まあ、どうでも良いかもしれないけど、お姉さま達には褒めてもらいたいし。
頑張ろう!



「それじゃ、大体判ったから、私行くわね」
「ハイ~、アンナ~、気をつけてね~」

アンジェリカ姉さんが、手を振っている姿を見ながら、アンナは再び転移するのだった。






アンナが転移して行くと、アンジェリカの顔から笑みが消える。
フウッと吐息を吐いたかと思うと、アンジェリカは自嘲するように口を引きつらせた。

仕方ない……
アンナはやる気になっているようだけど、アンジェリカにすれば本当に申し訳無いと思ってしまう。

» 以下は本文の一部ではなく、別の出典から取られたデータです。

//! Identity-provider webhook handler.
//!
//! Verifies delivery signatures and mirrors user lifecycle events into
//! the user store: `user.created` inserts, `user.updated` patches, and
//! `user.deleted` removes. Unrecognized event types are acknowledged
//! without touching the store, so new provider events never turn into
//! redelivery storms.
//!
//! Each delivery is independent; there is no persisted state machine.
//! Concurrent deliveries for the same id race at the store with
//! last-write-wins semantics.

use axum::{
    extract::State,
    http::{HeaderMap, StatusCode},
    response::{IntoResponse, Response},
    Json,
};
use bytes::Bytes;
use serde::{Deserialize, Serialize};
use thiserror::Error;
use tracing::{debug, info, instrument, warn};
use usersync_core::{CoreError, User, UserId, UserUpdate};

use crate::{crypto::VerifyError, server::AppState};

/// Inbound delivery envelope: an event type tag plus event-specific data.
#[derive(Debug, Deserialize)]
struct WebhookEnvelope {
    #[serde(rename = "type")]
    kind: String,
    #[serde(default)]
    data: serde_json::Value,
}

/// Provider user payload.
///
/// Every field is optional on purpose: the provider's payload shape is
/// not guaranteed stable, so presence is checked before use instead of
/// assumed at deserialization.
#[derive(Debug, Default, Deserialize)]
struct UserEventData {
    id: Option<String>,
    #[serde(default)]
    email_addresses: Vec<EmailAddress>,
    first_name: Option<String>,
    last_name: Option<String>,
    image_url: Option<String>,
}

#[derive(Debug, Deserialize)]
struct EmailAddress {
    email_address: Option<String>,
}

/// Failure acknowledgement returned to the provider.
#[derive(Debug, Serialize)]
struct FailureResponse {
    success: bool,
    message: String,
}

/// Failures surfaced by the webhook handler.
#[derive(Debug, Error)]
enum WebhookError {
    /// The delivery could not be authenticated.
    #[error("verification failed: {0}")]
    Verification(#[from] VerifyError),

    /// The payload did not carry the expected shape.
    #[error("malformed payload: {0}")]
    MalformedPayload(String),

    /// The user store rejected or timed out on the mutation.
    #[error("store failure: {0}")]
    Store(#[from] CoreError),
}

impl WebhookError {
    /// Verification and payload failures can never succeed on redelivery
    /// of the same bytes; store failures are transient, and a 5xx lets
    /// the provider's own redelivery act as the retry policy.
    fn status(&self) -> StatusCode {
        match self {
            Self::Verification(_) | Self::MalformedPayload(_) => StatusCode::BAD_REQUEST,
            Self::Store(_) => StatusCode::INTERNAL_SERVER_ERROR,
        }
    }

    fn kind(&self) -> &'static str {
        match self {
            Self::Verification(_) => "verification",
            Self::MalformedPayload(_) => "payload",
            Self::Store(_) => "store",
        }
    }
}

/// Outcome of a processed delivery.
enum Ack {
    /// A store mutation was applied.
    Applied { kind: String },
    /// The event type is not one we sync; acknowledged without action.
    Ignored { kind: String },
}

/// Handles an identity-provider webhook delivery.
///
/// Verifies the signature against the raw body, then applies exactly one
/// store mutation (or none, for unrecognized event types). All failures
/// are converted to structured responses here; nothing escapes as an
/// unhandled fault.
#[instrument(name = "handle_webhook", skip(state, headers, body), fields(payload_size = body.len()))]
pub async fn handle_webhook(
    State(state): State<AppState>,
    headers: HeaderMap,
    body: Bytes,
) -> Response {
    match process(&state, &headers, &body).await {
        Ok(Ack::Applied { kind }) => {
            info!(event = %kind, "webhook applied");
            ack_response()
        },
        Ok(Ack::Ignored { kind }) => {
            debug!(event = %kind, "unrecognized event type acknowledged");
            ack_response()
        },
        Err(err) => {
            warn!(error = %err, "webhook rejected");
            state.monitor.report(err.kind(), err.to_string());
            failure_response(&err)
        },
    }
}

/// Verifies, parses, and dispatches a single delivery.
async fn process(
    state: &AppState,
    headers: &HeaderMap,
    body: &[u8],
) -> Result<Ack, WebhookError> {
    state.verifier.verify(headers, body)?;

    let envelope: WebhookEnvelope = serde_json::from_slice(body)
        .map_err(|e| WebhookError::MalformedPayload(format!("invalid JSON envelope: {e}")))?;

    let WebhookEnvelope { kind, data } = envelope;
    let applied = match kind.as_str() {
        "user.created" => {
            let user = parse_created(data)?;
            state.store.upsert(&user).await?;
            true
        },
        "user.updated" => {
            let data = parse_user_data(data)?;
            let id = require_id(&data)?;
            let changes = UserUpdate {
                email: primary_email(&data),
                name: display_name(&data),
                image: data.image_url,
            };
            state.store.update(&id, &changes).await?;
            true
        },
        "user.deleted" => {
            let data = parse_user_data(data)?;
            let id = require_id(&data)?;
            state.store.delete(&id).await?;
            true
        },
        _ => false,
    };

    if applied {
        Ok(Ack::Applied { kind })
    } else {
        Ok(Ack::Ignored { kind })
    }
}

/// Builds the full record inserted for a `user.created` event.
///
/// Requires an id and at least one email address; name and avatar fall
/// back to empty strings when absent. `resume` always starts empty.
fn parse_created(data: serde_json::Value) -> Result<User, WebhookError> {
    let data = parse_user_data(data)?;
    let id = require_id(&data)?;

    let email = primary_email(&data).ok_or_else(|| {
        WebhookError::MalformedPayload("user.created without an email address".to_string())
    })?;

    Ok(User {
        id,
        email,
        name: display_name(&data).unwrap_or_default(),
        image: data.image_url.unwrap_or_default(),
        resume: String::new(),
    })
}

fn parse_user_data(data: serde_json::Value) -> Result<UserEventData, WebhookError> {
    serde_json::from_value(data)
        .map_err(|e| WebhookError::MalformedPayload(format!("unexpected event data shape: {e}")))
}

fn require_id(data: &UserEventData) -> Result<UserId, WebhookError> {
    data.id
        .clone()
        .map(UserId::from)
        .ok_or_else(|| WebhookError::MalformedPayload("event data missing user id".to_string()))
}

/// First listed email address, if any.
fn primary_email(data: &UserEventData) -> Option<String> {
    data.email_addresses.iter().find_map(|entry| entry.email_address.clone())
}

/// Given name and family name joined by a single space.
///
/// Returns `None` only when both parts are absent, so an update without
/// name fields leaves the stored name untouched.
fn display_name(data: &UserEventData) -> Option<String> {
    if data.first_name.is_none() && data.last_name.is_none() {
        return None;
    }

    let joined = format!(
        "{} {}",
        data.first_name.as_deref().unwrap_or(""),
        data.last_name.as_deref().unwrap_or("")
    );
    Some(joined.trim().to_string())
}

/// Empty success acknowledgement.
fn ack_response() -> Response {
    (StatusCode::OK, Json(serde_json::json!({}))).into_response()
}

fn failure_response(err: &WebhookError) -> Response {
    let body = FailureResponse { success: false, message: err.to_string() };
    (err.status(), Json(body)).into_response()
}

#[cfg(test)]
mod tests {
    use serde_json::json;

    use super::*;

    #[test]
    fn created_event_builds_full_record() {
        let data = json!({
            "id": "u1",
            "email_addresses": [{"email_address": "a@b.com"}, {"email_address": "c@d.com"}],
            "first_name": "A",
            "last_name": "B",
            "image_url": "http://x/img",
        });

        let user = parse_created(data).unwrap();

        assert_eq!(user.id, UserId::from("u1"));
        assert_eq!(user.email, "a@b.com");
        assert_eq!(user.name, "A B");
        assert_eq!(user.image, "http://x/img");
        assert_eq!(user.resume, "");
    }

    #[test]
    fn created_event_without_email_is_malformed() {
        let data = json!({"id": "u1", "email_addresses": []});

        let err = parse_created(data).unwrap_err();
        assert!(matches!(err, WebhookError::MalformedPayload(_)));
    }

    #[test]
    fn created_event_without_id_is_malformed() {
        let data = json!({"email_addresses": [{"email_address": "a@b.com"}]});

        let err = parse_created(data).unwrap_err();
        assert!(matches!(err, WebhookError::MalformedPayload(_)));
    }

    #[test]
    fn non_object_data_is_malformed() {
        let err = parse_created(json!("not an object")).unwrap_err();
        assert!(matches!(err, WebhookError::MalformedPayload(_)));
    }

    #[test]
    fn email_entries_without_address_are_skipped() {
        let data = json!({
            "id": "u1",
            "email_addresses": [{}, {"email_address": "second@b.com"}],
        });

        let user = parse_created(data).unwrap();
        assert_eq!(user.email, "second@b.com");
    }

    #[test]
    fn display_name_handles_partial_names() {
        let both = UserEventData {
            first_name: Some("A".into()),
            last_name: Some("B".into()),
            ..Default::default()
        };
        assert_eq!(display_name(&both).as_deref(), Some("A B"));

        let only_first =
            UserEventData { first_name: Some("A".into()), ..Default::default() };
        assert_eq!(display_name(&only_first).as_deref(), Some("A"));

        let neither = UserEventData::default();
        assert_eq!(display_name(&neither), None);
    }

    #[test]
    fn unknown_provider_fields_are_ignored() {
        let data = json!({
            "id": "u1",
            "email_addresses": [{"email_address": "a@b.com", "verification": {"status": "verified"}}],
            "public_metadata": {"role": "admin"},
        });

        let user = parse_created(data).unwrap();
        assert_eq!(user.id, UserId::from("u1"));
    }
}
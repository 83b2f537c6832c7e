//! Postgres-backed user store.
//!
//! Thin repository over the `users` table. Every query runs under a
//! caller-configured deadline so a stalled connection fails the request
//! instead of hanging it.

use std::{future::Future, time::Duration};

use async_trait::async_trait;
use sqlx::PgPool;

use crate::{
    error::{CoreError, Result},
    models::{User, UserId, UserUpdate},
    store::UserStore,
};

/// Postgres implementation of the user store.
#[derive(Clone)]
pub struct PgUserStore {
    pool: PgPool,
    op_timeout: Duration,
}

impl PgUserStore {
    /// Creates a store over the given connection pool.
    pub fn new(pool: PgPool, op_timeout: Duration) -> Self {
        Self { pool, op_timeout }
    }

    /// Returns the underlying connection pool.
    pub fn pool(&self) -> &PgPool {
        &self.pool
    }

    /// Runs a query under the store deadline.
    async fn bounded<T, F>(&self, fut: F) -> Result<T>
    where
        F: Future<Output = sqlx::Result<T>> + Send,
    {
        match tokio::time::timeout(self.op_timeout, fut).await {
            Ok(result) => result.map_err(CoreError::from),
            Err(_) => Err(CoreError::Timeout(self.op_timeout)),
        }
    }
}

#[async_trait]
impl UserStore for PgUserStore {
    async fn upsert(&self, user: &User) -> Result<()> {
        // The conflict arm deliberately leaves `resume` alone: it belongs
        // to the application, not the identity provider.
        self.bounded(
            sqlx::query(
                r"
                INSERT INTO users (id, email, name, image, resume)
                VALUES ($1, $2, $3, $4, $5)
                ON CONFLICT (id) DO UPDATE
                SET email = EXCLUDED.email,
                    name = EXCLUDED.name,
                    image = EXCLUDED.image,
                    updated_at = NOW()
                ",
            )
            .bind(&user.id)
            .bind(&user.email)
            .bind(&user.name)
            .bind(&user.image)
            .bind(&user.resume)
            .execute(&self.pool),
        )
        .await?;

        Ok(())
    }

    async fn update(&self, id: &UserId, changes: &UserUpdate) -> Result<()> {
        if changes.is_empty() {
            return Ok(());
        }

        // Zero rows affected means the record does not exist; that is a
        // no-op by contract.
        self.bounded(
            sqlx::query(
                r"
                UPDATE users
                SET email = COALESCE($2, email),
                    name = COALESCE($3, name),
                    image = COALESCE($4, image),
                    updated_at = NOW()
                WHERE id = $1
                ",
            )
            .bind(id)
            .bind(changes.email.as_deref())
            .bind(changes.name.as_deref())
            .bind(changes.image.as_deref())
            .execute(&self.pool),
        )
        .await?;

        Ok(())
    }

    async fn delete(&self, id: &UserId) -> Result<()> {
        self.bounded(sqlx::query("DELETE FROM users WHERE id = $1").bind(id).execute(&self.pool))
            .await?;

        Ok(())
    }

    async fn find(&self, id: &UserId) -> Result<Option<User>> {
        let user = self
            .bounded(
                sqlx::query_as::<_, User>(
                    "SELECT id, email, name, image, resume FROM users WHERE id = $1",
                )
                .bind(id)
                .fetch_optional(&self.pool),
            )
            .await?;

        Ok(user)
    }

    async fn health_check(&self) -> Result<()> {
        let _: (i32,) = self.bounded(sqlx::query_as("SELECT 1").fetch_one(&self.pool)).await?;

        Ok(())
    }
}
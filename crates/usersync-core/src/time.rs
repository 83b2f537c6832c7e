//! Time abstractions for testable timing operations.
//!
//! Provides a clock trait so the webhook replay-protection window and
//! anything else that reads the wall clock can be driven deterministically
//! in tests. Production code uses `RealClock`.

use std::{
    future::Future,
    pin::Pin,
    sync::{
        atomic::{AtomicU64, Ordering},
        Arc,
    },
    time::{Duration, Instant, SystemTime, UNIX_EPOCH},
};

/// Clock abstraction for time operations.
pub trait Clock: Send + Sync + std::fmt::Debug {
    /// Returns the current instant for duration measurements.
    fn now(&self) -> Instant;

    /// Returns the current system time for timestamps.
    fn now_system(&self) -> SystemTime;

    /// Sleeps for the specified duration.
    ///
    /// In production this maps to `tokio::time::sleep`; in tests it can
    /// advance virtual time immediately.
    fn sleep(&self, duration: Duration) -> Pin<Box<dyn Future<Output = ()> + Send + '_>>;
}

/// Real clock implementation using system time.
#[derive(Debug, Clone, Copy, Default)]
pub struct RealClock;

impl RealClock {
    /// Creates a new real clock instance.
    pub fn new() -> Self {
        Self
    }
}

impl Clock for RealClock {
    fn now(&self) -> Instant {
        Instant::now()
    }

    fn now_system(&self) -> SystemTime {
        SystemTime::now()
    }

    fn sleep(&self, duration: Duration) -> Pin<Box<dyn Future<Output = ()> + Send + '_>> {
        Box::pin(tokio::time::sleep(duration))
    }
}

/// Test clock for deterministic time control.
///
/// Both monotonic and system time advance together under test control,
/// which makes timestamp-tolerance behavior reproducible.
#[derive(Debug, Clone)]
pub struct TestClock {
    /// Monotonic time in nanoseconds since start
    monotonic_ns: Arc<AtomicU64>,
    /// System time as nanoseconds since UNIX_EPOCH
    system_ns: Arc<AtomicU64>,
    /// Base instant for monotonic time calculations
    base_instant: Instant,
}

impl TestClock {
    /// Creates a new test clock starting at the current time.
    pub fn new() -> Self {
        Self::with_start_time(SystemTime::now())
    }

    /// Creates a test clock starting at a specific time.
    pub fn with_start_time(start: SystemTime) -> Self {
        let since_epoch = start.duration_since(UNIX_EPOCH).unwrap_or_default();

        Self {
            monotonic_ns: Arc::new(AtomicU64::new(0)),
            system_ns: Arc::new(AtomicU64::new(
                u64::try_from(since_epoch.as_nanos().min(u128::from(u64::MAX))).unwrap_or(0),
            )),
            base_instant: Instant::now(),
        }
    }

    /// Advances both clocks by the specified duration.
    pub fn advance(&self, duration: Duration) {
        let duration_ns = u64::try_from(duration.as_nanos().min(u128::from(u64::MAX))).unwrap_or(0);

        self.monotonic_ns.fetch_add(duration_ns, Ordering::AcqRel);
        self.system_ns.fetch_add(duration_ns, Ordering::AcqRel);
    }
}

impl Default for TestClock {
    fn default() -> Self {
        Self::new()
    }
}

impl Clock for TestClock {
    fn now(&self) -> Instant {
        let elapsed_ns = self.monotonic_ns.load(Ordering::Acquire);
        self.base_instant + Duration::from_nanos(elapsed_ns)
    }

    fn now_system(&self) -> SystemTime {
        let ns = self.system_ns.load(Ordering::Acquire);
        UNIX_EPOCH + Duration::from_nanos(ns)
    }

    fn sleep(&self, duration: Duration) -> Pin<Box<dyn Future<Output = ()> + Send + '_>> {
        // In tests, sleep just advances the clock
        self.advance(duration);
        Box::pin(tokio::task::yield_now())
    }
}

#[cfg(test)]
mod tests {
    use super::*;

    #[test]
    fn test_clock_advances() {
        let clock = TestClock::new();
        let start = clock.now();

        clock.advance(Duration::from_secs(10));

        let elapsed = clock.now().duration_since(start);
        assert_eq!(elapsed, Duration::from_secs(10));
    }

    #[test]
    fn test_clock_system_time() {
        let start = SystemTime::UNIX_EPOCH + Duration::from_secs(1000);
        let clock = TestClock::with_start_time(start);

        assert_eq!(clock.now_system(), start);

        clock.advance(Duration::from_secs(60));
        assert_eq!(clock.now_system(), start + Duration::from_secs(60));
    }

    #[tokio::test]
    async fn test_clock_sleep() {
        let clock = TestClock::new();
        let start = clock.now();

        clock.sleep(Duration::from_secs(5)).await;

        let elapsed = clock.now().duration_since(start);
        assert_eq!(elapsed, Duration::from_secs(5));
    }
}
use crate::math::{Matrix, Real};
use core::fmt::Debug;
use core::ops::{Add, AddAssign, Mul, Neg, Sub};
use na::{SMatrix, SVector};

/// The number of degrees of freedom removed by a joint, and the linear algebra in that space.
///
/// Constraint-space quantities (error, bias velocity, relative velocity, impulses) are vectors
/// with one component per removed degree of freedom. Jacobians have one row per removed degree
/// of freedom and map a 3D velocity to constraint-space.
pub trait ConstraintDofs: Copy + Clone + Debug + PartialEq + Send + Sync + 'static {
    /// The number of removed degrees of freedom.
    const DIM: usize;

    /// A constraint-space vector.
    type Vector: Copy
        + Debug
        + PartialEq
        + Send
        + Sync
        + Add<Output = Self::Vector>
        + Sub<Output = Self::Vector>
        + Neg<Output = Self::Vector>
        + Mul<Real, Output = Self::Vector>
        + AddAssign;
    /// A Jacobian block, mapping a 3D velocity to constraint-space.
    type Jacobian: Copy + Debug + PartialEq + Send + Sync;
    /// A constraint-space square matrix.
    type Mass: Copy + Debug + PartialEq + Send + Sync + Add<Output = Self::Mass>;

    /// The zero constraint-space vector.
    fn zero_vector() -> Self::Vector;
    /// The zero Jacobian block.
    fn zero_jacobian() -> Self::Jacobian;
    /// The zero constraint-space matrix.
    fn zero_mass() -> Self::Mass;

    /// `J * v`.
    fn jacobian_mul(jacobian: &Self::Jacobian, v: &crate::math::Vector) -> Self::Vector;
    /// `Jᵀ * lambda`.
    fn jacobian_tr_mul(jacobian: &Self::Jacobian, lambda: &Self::Vector) -> crate::math::Vector;
    /// `J * inv_inertia * Jᵀ`.
    fn project_inverse_inertia(jacobian: &Self::Jacobian, inv_inertia: &Matrix) -> Self::Mass;
    /// Adds `softness` to the diagonal of `m` and inverts the result.
    ///
    /// Returns zero if the matrix is singular.
    fn soft_inverse(m: &Self::Mass, softness: Real) -> Self::Mass;
    /// `m * v`.
    fn mass_mul(m: &Self::Mass, v: &Self::Vector) -> Self::Vector;
    /// Limits a bias velocity to `max`.
    fn clamp_bias(bias: &Self::Vector, max: Real) -> Self::Vector;
    /// The largest absolute value of the components of `v`.
    fn amax(v: &Self::Vector) -> Real;
}

/// One removed degree of freedom. Bias velocities are clamped per component.
#[derive(Copy, Clone, Debug, PartialEq, Eq)]
pub struct Dof1;

/// Two removed degrees of freedom. Bias velocities are clamped per component.
#[derive(Copy, Clone, Debug, PartialEq, Eq)]
pub struct Dof2;

/// Three removed degrees of freedom. Bias velocities are clamped by magnitude.
#[derive(Copy, Clone, Debug, PartialEq, Eq)]
pub struct Dof3;

macro_rules! impl_constraint_dofs(
    ($name: ident, $dim: literal, |$bias: ident, $max: ident| $clamp: expr) => {
        impl ConstraintDofs for $name {
            const DIM: usize = $dim;

            type Vector = SVector<Real, $dim>;
            type Jacobian = SMatrix<Real, $dim, 3>;
            type Mass = SMatrix<Real, $dim, $dim>;

            #[inline]
            fn zero_vector() -> Self::Vector {
                Self::Vector::zeros()
            }

            #[inline]
            fn zero_jacobian() -> Self::Jacobian {
                Self::Jacobian::zeros()
            }

            #[inline]
            fn zero_mass() -> Self::Mass {
                Self::Mass::zeros()
            }

            #[inline]
            fn jacobian_mul(jacobian: &Self::Jacobian, v: &crate::math::Vector) -> Self::Vector {
                jacobian * v
            }

            #[inline]
            fn jacobian_tr_mul(jacobian: &Self::Jacobian, lambda: &Self::Vector) -> crate::math::Vector {
                jacobian.tr_mul(lambda)
            }

            #[inline]
            fn project_inverse_inertia(jacobian: &Self::Jacobian, inv_inertia: &Matrix) -> Self::Mass {
                jacobian * inv_inertia * jacobian.transpose()
            }

            #[inline]
            fn soft_inverse(m: &Self::Mass, softness: Real) -> Self::Mass {
                (m + Self::Mass::identity() * softness)
                    .try_inverse()
                    .unwrap_or_else(Self::Mass::zeros)
            }

            #[inline]
            fn mass_mul(m: &Self::Mass, v: &Self::Vector) -> Self::Vector {
                m * v
            }

            #[inline]
            fn clamp_bias($bias: &Self::Vector, $max: Real) -> Self::Vector {
                $clamp
            }

            #[inline]
            fn amax(v: &Self::Vector) -> Real {
                v.amax()
            }
        }
    }
);

impl_constraint_dofs!(Dof1, 1, |bias, max| bias.map(|x| x.clamp(-max, max)));
impl_constraint_dofs!(Dof2, 2, |bias, max| bias.map(|x| x.clamp(-max, max)));
impl_constraint_dofs!(Dof3, 3, |bias, max| {
    let norm = bias.norm();
    if norm > max {
        bias * (max / norm)
    } else {
        *bias
    }
});
/*!
tether
========

**tether** is the rigid-body core of a 3-dimensional physics engine written with
the rust programming language. It provides velocity-level joint constraints,
compound collidables accelerated by a bounding volume hierarchy, and the
compound surgery needed to split, shrink, or merge compound bodies at runtime.

*/

#![deny(non_camel_case_types)]
#![deny(unused_parens)]
#![deny(non_upper_case_globals)]
#![deny(unused_results)]
#![warn(missing_docs)]
#![warn(unused_imports)]
#![allow(missing_copy_implementations)]
#![allow(clippy::too_many_arguments)]
#![allow(clippy::module_inception)]
#![allow(clippy::manual_range_contains)] // This usually makes it way more verbose that it could be.
#![allow(clippy::type_complexity)] // Complains about closures that are fairly simple.
#![deny(unused_qualifications)]

#[cfg(feature = "serde")]
#[macro_use]
extern crate serde;
extern crate num_traits as num;

pub extern crate nalgebra as na;

pub mod bounding_volume;
pub mod collision;
pub mod compound_helper;
pub mod dynamics;
pub mod joints;
pub mod math;
pub mod partitioning;
pub mod query;
pub mod shape;
pub mod utils;
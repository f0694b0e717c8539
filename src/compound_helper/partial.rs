use crate::collision::{Collidable, CompoundChild, CompoundCollidable};
use crate::compound_helper::CompoundError;
use crate::shape::{CompoundShape, ShapeDistributionInformation};
use std::sync::Arc;

/// Creates a compound collidable using only the entries `indices` of `shape`.
///
/// The collidable is offset so that the center of mass of the selected entries lies at the
/// position of its entity: its local position is minus that center. Returns the collidable
/// together with the distribution information of the selected entries, with a volume
/// distribution normalized by their total weight.
pub fn create_partial_compound_collidable(
    shape: Arc<CompoundShape>,
    indices: &[usize],
) -> Result<(CompoundCollidable, ShapeDistributionInformation), CompoundError> {
    if indices.is_empty() {
        return Err(CompoundError::EmptyChildList);
    }

    let children = indices
        .iter()
        .map(|i| {
            CompoundChild::new(&shape, *i).ok_or(CompoundError::InvalidShapeIndex {
                index: *i,
                len: shape.len(),
            })
        })
        .collect::<Result<Vec<_>, _>>()?;

    let contributions = shape.compute_child_contributions();
    let (distribution, _) = shape
        .compute_distribution_for(indices.iter().copied(), &contributions)
        .ok_or(CompoundError::ZeroTotalWeight)?;

    let mut collidable = CompoundCollidable::from_children(shape, children);
    collidable.entity_collidable_mut().local_position = -distribution.center.coords;

    Ok((collidable, distribution))
}
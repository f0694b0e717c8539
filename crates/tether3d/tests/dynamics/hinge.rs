use tether3d::dynamics::{Entity, EntitySet};
use tether3d::joints::{BallSocketJoint, Joint, JointSolver, RevoluteAngularJoint};
use tether3d::math::{Matrix, Point, Real, Vector};

const DT: Real = 1.0 / 60.0;

#[test]
fn wheel_keeps_spinning_around_its_axle() {
    let mut entities = EntitySet::new();
    let base = entities.insert(Entity::new_kinematic(Vector::zeros()));
    let mut wheel = Entity::new_dynamic(Vector::x(), 2.0, Matrix::identity());
    wheel.set_linear_velocity(Vector::new(1.0, 1.0, 0.0));
    wheel.set_angular_velocity(Vector::new(0.5, 0.3, 2.0));
    let wheel = entities.insert(wheel);

    let mut solver = JointSolver::new();
    let anchor = Point::new(1.0, 0.0, 0.0);
    let axle = Joint::<BallSocketJoint>::ball_socket(&entities, base, wheel, &anchor).unwrap();
    let hinge = Joint::<RevoluteAngularJoint>::revolute_angular(&entities, base, wheel, &Vector::z())
        .unwrap();
    let _ = solver.insert(axle);
    let hinge = solver.insert(hinge);

    for _ in 0..60 {
        let _ = solver.step(DT, &mut entities).unwrap();
    }

    let wheel = &entities[wheel];
    approx::assert_relative_eq!(wheel.angular_velocity().z, 2.0, epsilon = 1.0e-4);
    assert!(wheel.angular_velocity().xy().norm() < 1.0e-2);
    assert!(wheel.linear_velocity().norm() < 1.0e-2);
    assert!((wheel.position() - Vector::x()).norm() < 5.0e-2);

    // The wheel turned by roughly two radians around the axle.
    let turned = wheel.orientation().scaled_axis();
    approx::assert_relative_eq!(turned.z, 2.0, epsilon = 5.0e-2);

    let hinge = solver.get_joint::<RevoluteAngularJoint>(hinge).unwrap();
    assert!(hinge.error().norm() < 1.0e-2);
}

少なくとも後、半年程度は時間があると思っていたのだ。
ところが、ここに来てガリアの動きが見えて来た。

ボーデ商会を実質動かしているアンジェリカだからこそ気が付いたその動き。
マルコマーニ領の物資の移動が予想より下回り出した。

そして、どこからとも無く必要物資が供給されている現状。
これだけだったらまだ原因も不明だし、密かに探るだけなのだけど……

そう思いながら、アンジェリカは指輪に思いを込める。
取り出したのは、ご主人様の母国語で書かれた一冊の冊子。

アンジェリカならば、それが読める。
そして、読んだが為にその可能性に思い当たってしまった。

ジョセフ一世が、「アンドバリの指輪」を試して見る可能性に。



勿論、お話の世界とこの世界は違う。
ご主人様は出てこないし、ジョゼットがお話のようになる可能性はあり得ない。

それでも、「ゼロの使い魔」と非常に良く似たこの世界。
違うのは、ゲルマニアには立派な道路があると言う現実。

マルコマーニを押さえれば、ヴィンドボナまで一直線と言う事に多分ジョセフ王は気が付いたのだろう。
勿論、実際にガリア国軍を動かしてゲルマニアを攻める積もりは無いとは思う。

多分、アルビオン王国が落ちた辺りでゲルマニアの動きを封じる為に活用するのであろう。



だけど、それを許す訳には行かない。
その為に、今からその計画を潰さねばならない。

ご主人様自身やアンジェリカ達が直接介入して、その計画を潰す事は不可能ではない。
いや、それどころか非常に単純な事だ。

ご主人様が「水の精霊王」と契約している以上、「アンドバリの指輪」と言えどもその効力を失効させる事は簡単なのだ。
だけど、それをする訳には行かない。

手助けしてしまえば、アンナ達が頼るようになる。
それではこの先ダメなのだ。

アンナが中心になり、ジョゼやその他の仲間と一緒に対応しなければ行けない。
そうすれば、彼女達がゲルマニアを守って行ける。

この世界そのものは、きっとあの「ルイズ」と言うヴァリエールの娘が何とかしてくれるだろう。
だけど、ゲルマニアのアンジェリカ達が大切に思うものは彼女は守る筈も無い。






アンナには頑張って貰わなければならない。